[Stored items]
===

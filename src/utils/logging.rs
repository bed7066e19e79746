use tracing_subscriber::prelude::*;
use tracing_subscriber::{fmt, EnvFilter};

/// Install the global subscriber. `RUST_LOG` wins over `default_level`.
pub fn init(default_level: &str) {
    let fmt_layer = fmt::layer().with_target(false).with_writer(std::io::stderr);
    let filter = EnvFilter::try_from_default_env().unwrap_or_else(|_| EnvFilter::new(default_level));

    tracing_subscriber::registry()
        .with(filter)
        .with(fmt_layer)
        .init();
}
#[cfg(test)]
mod tests {
    use super::*;
    use crate::session::redirect::RecordingRedirect;
    use crate::storage::MemoryStore;
    use mockito::Server;
    use serde_json::json;

    fn dispatcher(
        server: &Server,
        role: Role,
        store: Arc<MemoryStore>,
        redirect: RecordingRedirect,
    ) -> Dispatcher {
        Dispatcher::with_client(
            Client::new(),
            format!("{}/api/v1", server.url()),
            role,
            store,
            Arc::new(redirect),
        )
    }

    #[tokio::test]
    async fn attaches_role_credential() {
        let mut server = Server::new_async().await;
        let store = Arc::new(MemoryStore::new());
        store.set("admin_access_token", "A1").unwrap();
        store.set("student_access_token", "S1").unwrap();

        let mock = server
            .mock("GET", "/api/v1/admin/courses")
            .match_header("authorization", "Bearer A1")
            .with_status(200)
            .with_body(r#"{"data":[{"id":1}]}"#)
            .create_async()
            .await;

        let d = dispatcher(&server, Role::InstitutionAdmin, store, RecordingRedirect::new());
        let data = d.get("/admin/courses").await.unwrap();
        assert_eq!(data, json!([{"id": 1}]));
        mock.assert_async().await;
    }

    #[tokio::test]
    async fn falls_back_to_legacy_credential() {
        let mut server = Server::new_async().await;
        let store = Arc::new(MemoryStore::new());
        store.set("access_token", "L1").unwrap();

        let mock = server
            .mock("GET", "/api/v1/projects")
            .match_header("authorization", "Bearer L1")
            .with_status(200)
            .with_body("[]")
            .create_async()
            .await;

        let d = dispatcher(&server, Role::Student, store.clone(), RecordingRedirect::new());
        d.get("/projects").await.unwrap();
        mock.assert_async().await;
        // fallback is read-only
        assert_eq!(store.get("student_access_token"), None);
    }

    #[tokio::test]
    async fn anonymous_request_has_no_authorization_header() {
        let mut server = Server::new_async().await;
        let mock = server
            .mock("GET", "/api/v1/public/schools")
            .match_header("authorization", mockito::Matcher::Missing)
            .with_status(200)
            .with_body("[]")
            .create_async()
            .await;

        let d = dispatcher(
            &server,
            Role::Student,
            Arc::new(MemoryStore::new()),
            RecordingRedirect::new(),
        );
        d.get("/public/schools").await.unwrap();
        mock.assert_async().await;
    }

    #[tokio::test]
    async fn non_401_errors_pass_through_without_refresh() {
        let mut server = Server::new_async().await;
        let store = Arc::new(MemoryStore::new());
        store.set("student_access_token", "T1").unwrap();
        store.set("student_refresh_token", "R1").unwrap();

        let _m = server
            .mock("GET", "/api/v1/tasks/9")
            .with_status(403)
            .with_body(r#"{"message":"not your task"}"#)
            .create_async()
            .await;
        let refresh = server
            .mock("POST", "/api/v1/student/auth/refresh")
            .expect(0)
            .create_async()
            .await;

        let redirect = RecordingRedirect::new();
        let d = dispatcher(&server, Role::Student, store.clone(), redirect.clone());
        let err = d.get("/tasks/9").await.unwrap_err();

        assert_eq!(err.status(), Some(403));
        assert!(err.to_string().contains("not your task"));
        refresh.assert_async().await;
        assert_eq!(redirect.count(), 0);
        assert_eq!(store.get("student_access_token").as_deref(), Some("T1"));
    }

    #[tokio::test]
    async fn refresh_endpoint_401_is_terminal() {
        let mut server = Server::new_async().await;
        let store = Arc::new(MemoryStore::new());
        store.set("admin_access_token", "A1").unwrap();
        store.set("admin_refresh_token", "AR1").unwrap();
        store.set("student_access_token", "S1").unwrap();

        let mock = server
            .mock("POST", "/api/v1/admin/auth/refresh")
            .with_status(401)
            .expect(1)
            .create_async()
            .await;

        let redirect = RecordingRedirect::new();
        let d = dispatcher(&server, Role::PlatformAdmin, store.clone(), redirect.clone());
        let err = d
            .send(RequestDescriptor::post("/admin/auth/refresh", json!({"refresh_token": "AR1"})))
            .await
            .unwrap_err();

        assert!(matches!(err, ApiError::Unauthorized { .. }));
        mock.assert_async().await;
        assert_eq!(redirect.targets(), vec!["/admin/login".to_string()]);
        assert!(store.is_empty());
    }

    #[tokio::test]
    async fn refresh_failure_wraps_backend_error() {
        let mut server = Server::new_async().await;
        let store = Arc::new(MemoryStore::new());
        store.set("student_access_token", "T1").unwrap();
        store.set("student_refresh_token", "R1").unwrap();

        let _m = server
            .mock("GET", "/api/v1/resource")
            .with_status(401)
            .create_async()
            .await;
        let _m = server
            .mock("POST", "/api/v1/student/auth/refresh")
            .with_status(401)
            .with_body(r#"{"message":"refresh token expired"}"#)
            .create_async()
            .await;

        let redirect = RecordingRedirect::new();
        let d = dispatcher(&server, Role::Student, store.clone(), redirect.clone());
        let err = d.get("/resource").await.unwrap_err();

        match err {
            ApiError::RefreshFailed(msg) => assert!(msg.contains("refresh token expired")),
            other => panic!("unexpected error: {other:?}"),
        }
        assert!(!d.coordinator().is_refreshing());
        assert_eq!(redirect.targets(), vec!["/login".to_string()]);
        assert!(store.is_empty());
    }

    #[tokio::test]
    async fn rotated_refresh_credential_is_persisted() {
        let mut server = Server::new_async().await;
        let store = Arc::new(MemoryStore::new());
        store.set("student_access_token", "T1").unwrap();
        store.set("student_refresh_token", "R1").unwrap();

        let _m = server
            .mock("GET", "/api/v1/resource")
            .match_header("authorization", "Bearer T1")
            .with_status(401)
            .create_async()
            .await;
        let _m = server
            .mock("GET", "/api/v1/resource")
            .match_header("authorization", "Bearer T2")
            .with_status(200)
            .with_body(r#"{"ok":true}"#)
            .create_async()
            .await;
        let _m = server
            .mock("POST", "/api/v1/student/auth/refresh")
            .with_status(200)
            .with_body(r#"{"data":{"access_token":"T2","refresh_token":"R2"}}"#)
            .create_async()
            .await;

        let d = dispatcher(&server, Role::Student, store.clone(), RecordingRedirect::new());
        assert_eq!(d.get("/resource").await.unwrap(), json!({"ok": true}));
        assert_eq!(store.get("student_access_token").as_deref(), Some("T2"));
        assert_eq!(store.get("student_refresh_token").as_deref(), Some("R2"));
    }

    #[tokio::test]
    async fn verbs_carry_credential_and_body() {
        #[derive(serde::Deserialize, Debug, PartialEq)]
        struct Course {
            id: i64,
            title: String,
        }

        let mut server = Server::new_async().await;
        let store = Arc::new(MemoryStore::new());
        store.set("admin_access_token", "A1").unwrap();

        let put = server
            .mock("PUT", "/api/v1/admin/courses/3")
            .match_header("authorization", "Bearer A1")
            .match_body(mockito::Matcher::Json(json!({"title": "Robotics"})))
            .with_status(200)
            .with_body(r#"{"data":{"id":3,"title":"Robotics"}}"#)
            .create_async()
            .await;
        let get = server
            .mock("GET", "/api/v1/admin/courses/3")
            .with_status(200)
            .with_body(r#"{"data":{"id":3,"title":"Robotics"}}"#)
            .create_async()
            .await;
        let delete = server
            .mock("DELETE", "/api/v1/admin/courses/3")
            .match_header("authorization", "Bearer A1")
            .with_status(204)
            .create_async()
            .await;

        let d = dispatcher(&server, Role::PlatformAdmin, store, RecordingRedirect::new());
        d.put("/admin/courses/3", &json!({"title": "Robotics"}))
            .await
            .unwrap();
        let course: Course = d.get_as("/admin/courses/3").await.unwrap();
        assert_eq!(
            course,
            Course {
                id: 3,
                title: "Robotics".into()
            }
        );
        assert_eq!(d.delete("/admin/courses/3").await.unwrap(), Value::Null);

        put.assert_async().await;
        get.assert_async().await;
        delete.assert_async().await;
    }
}
use std::sync::Arc;
use tokio::sync::RwLock;
use tracing::debug;

use crate::session::models::{Tenant, UserProfile};

/// In-memory view of one role's session.
#[derive(Debug, Clone, Default, PartialEq)]
pub struct SessionState {
    pub access_token: Option<String>,
    pub refresh_token: Option<String>,
    pub profile: Option<UserProfile>,
    pub available_tenants: Vec<Tenant>,
    pub current_tenant: Option<Tenant>,
    pub current_tenant_id: Option<String>,
}

/// Session cache. Clones share state.
#[derive(Debug, Clone, Default)]
pub struct SessionCache {
    state: Arc<RwLock<SessionState>>,
}

impl SessionCache {
    pub fn new() -> Self {
        Self::default()
    }

    pub async fn snapshot(&self) -> SessionState {
        self.state.read().await.clone()
    }

    pub async fn access_token(&self) -> Option<String> {
        self.state.read().await.access_token.clone()
    }

    pub async fn refresh_token(&self) -> Option<String> {
        self.state.read().await.refresh_token.clone()
    }

    pub async fn profile(&self) -> Option<UserProfile> {
        self.state.read().await.profile.clone()
    }

    /// Replace the credentials; a `None` refresh credential keeps the current one.
    pub async fn set_tokens(&self, access: String, refresh: Option<String>) {
        let mut state = self.state.write().await;
        if state.access_token.as_deref() != Some(access.as_str()) {
            debug!(refresh_rotated = refresh.is_some(), "session credential rotated");
        }
        state.access_token = Some(access);
        if let Some(refresh) = refresh {
            state.refresh_token = Some(refresh);
        }
    }

    /// Overwrite both credentials exactly as given.
    pub async fn set_credentials(&self, access: Option<String>, refresh: Option<String>) {
        let mut state = self.state.write().await;
        state.access_token = access;
        state.refresh_token = refresh;
    }

    pub async fn set_profile(&self, profile: Option<UserProfile>) {
        self.state.write().await.profile = profile;
    }

    pub async fn set_tenants(
        &self,
        available: Vec<Tenant>,
        current: Option<Tenant>,
        current_id: Option<String>,
    ) {
        let mut state = self.state.write().await;
        state.available_tenants = available;
        state.current_tenant = current;
        state.current_tenant_id = current_id;
    }

    pub async fn replace(&self, next: SessionState) {
        *self.state.write().await = next;
    }

    pub async fn clear(&self) {
        *self.state.write().await = SessionState::default();
    }
}

#[cfg(test)]
mod tests {
    use super::*;

    #[tokio::test]
    async fn test_set_tokens_keeps_refresh_when_absent() {
        let cache = SessionCache::new();
        cache.set_tokens("T1".into(), Some("R1".into())).await;
        cache.set_tokens("T2".into(), None).await;

        assert_eq!(cache.access_token().await.as_deref(), Some("T2"));
        assert_eq!(cache.refresh_token().await.as_deref(), Some("R1"));
    }

    #[tokio::test]
    async fn test_set_credentials_overwrites_both() {
        let cache = SessionCache::new();
        cache.set_tokens("T1".into(), Some("R1".into())).await;
        cache.set_credentials(Some("T2".into()), None).await;

        assert_eq!(cache.access_token().await.as_deref(), Some("T2"));
        assert_eq!(cache.refresh_token().await, None);
    }

    #[tokio::test]
    async fn test_clear_resets_everything() {
        let cache = SessionCache::new();
        let shared = cache.clone();
        cache.set_tokens("T1".into(), Some("R1".into())).await;
        cache
            .set_profile(Some(UserProfile {
                username: Some("s1".into()),
                ..Default::default()
            }))
            .await;

        shared.clear().await;

        assert_eq!(cache.snapshot().await, SessionState::default());
    }
}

===

YOUR TASK
Look through the preceding entries for the word "targets". Report how many lines hold it, and only that number.

TASK RESULT
2